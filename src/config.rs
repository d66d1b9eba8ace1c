//! Gateway configuration loaded from environment variables.
//!
//! Follows 12-factor style: all settings come from environment variables
//! (or a `.env` file via `dotenvy`).

use std::net::SocketAddr;

/// Default bind address.
const DEFAULT_LISTEN_ADDR: &str = "0.0.0.0:3000";

/// Default cap on `POST /broadcast` bodies (1 MiB).
const DEFAULT_MAX_REQUEST_SIZE: usize = 1024 * 1024;

/// Top-level gateway configuration.
///
/// Loaded once at startup via [`GatewayConfig::from_env`].
#[derive(Debug, Clone)]
pub struct GatewayConfig {
    /// Socket address to bind the HTTP server to (e.g. `0.0.0.0:3000`).
    pub listen_addr: SocketAddr,

    /// Maximum accepted size of a broadcast request body, in bytes.
    pub max_request_size: usize,
}

impl GatewayConfig {
    /// Loads configuration from environment variables.
    ///
    /// Falls back to sensible defaults when a variable is not set.
    /// Calls `dotenvy::dotenv().ok()` to optionally load a `.env` file.
    ///
    /// # Errors
    ///
    /// Returns an error if `LISTEN_ADDR` is set but cannot be parsed as
    /// a [`SocketAddr`].
    pub fn from_env() -> Result<Self, Box<dyn std::error::Error>> {
        dotenvy::dotenv().ok();

        let listen_addr: SocketAddr = std::env::var("LISTEN_ADDR")
            .unwrap_or_else(|_| DEFAULT_LISTEN_ADDR.to_string())
            .parse()?;

        let max_request_size = parse_env("MAX_REQUEST_SIZE", DEFAULT_MAX_REQUEST_SIZE);

        Ok(Self {
            listen_addr,
            max_request_size,
        })
    }
}

impl Default for GatewayConfig {
    fn default() -> Self {
        Self {
            listen_addr: SocketAddr::from(([0, 0, 0, 0], 3000)),
            max_request_size: DEFAULT_MAX_REQUEST_SIZE,
        }
    }
}

/// Parses an environment variable as `T`, returning `default` on missing
/// or invalid values.
fn parse_env<T: std::str::FromStr>(key: &str, default: T) -> T {
    std::env::var(key)
        .ok()
        .and_then(|v| v.parse().ok())
        .unwrap_or(default)
}

#[cfg(test)]
mod tests {
    use super::*;

    #[test]
    fn defaults() {
        let config = GatewayConfig::default();
        assert_eq!(config.listen_addr.port(), 3000);
        assert_eq!(config.max_request_size, 1024 * 1024);
        assert_eq!(config.listen_addr.to_string(), DEFAULT_LISTEN_ADDR);
    }

    #[test]
    fn parse_env_falls_back_on_missing_key() {
        let value = parse_env("PUBSUB_GATEWAY_TEST_SURELY_UNSET", 42usize);
        assert_eq!(value, 42);
    }
}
----------------------------------------
Scan the listing for the word "dotenvy". Copy every line in which it appears.

//! (or a `.env` file via `dotenvy`).
    /// Calls `dotenvy::dotenv().ok()` to optionally load a `.env` file.
        dotenvy::dotenv().ok();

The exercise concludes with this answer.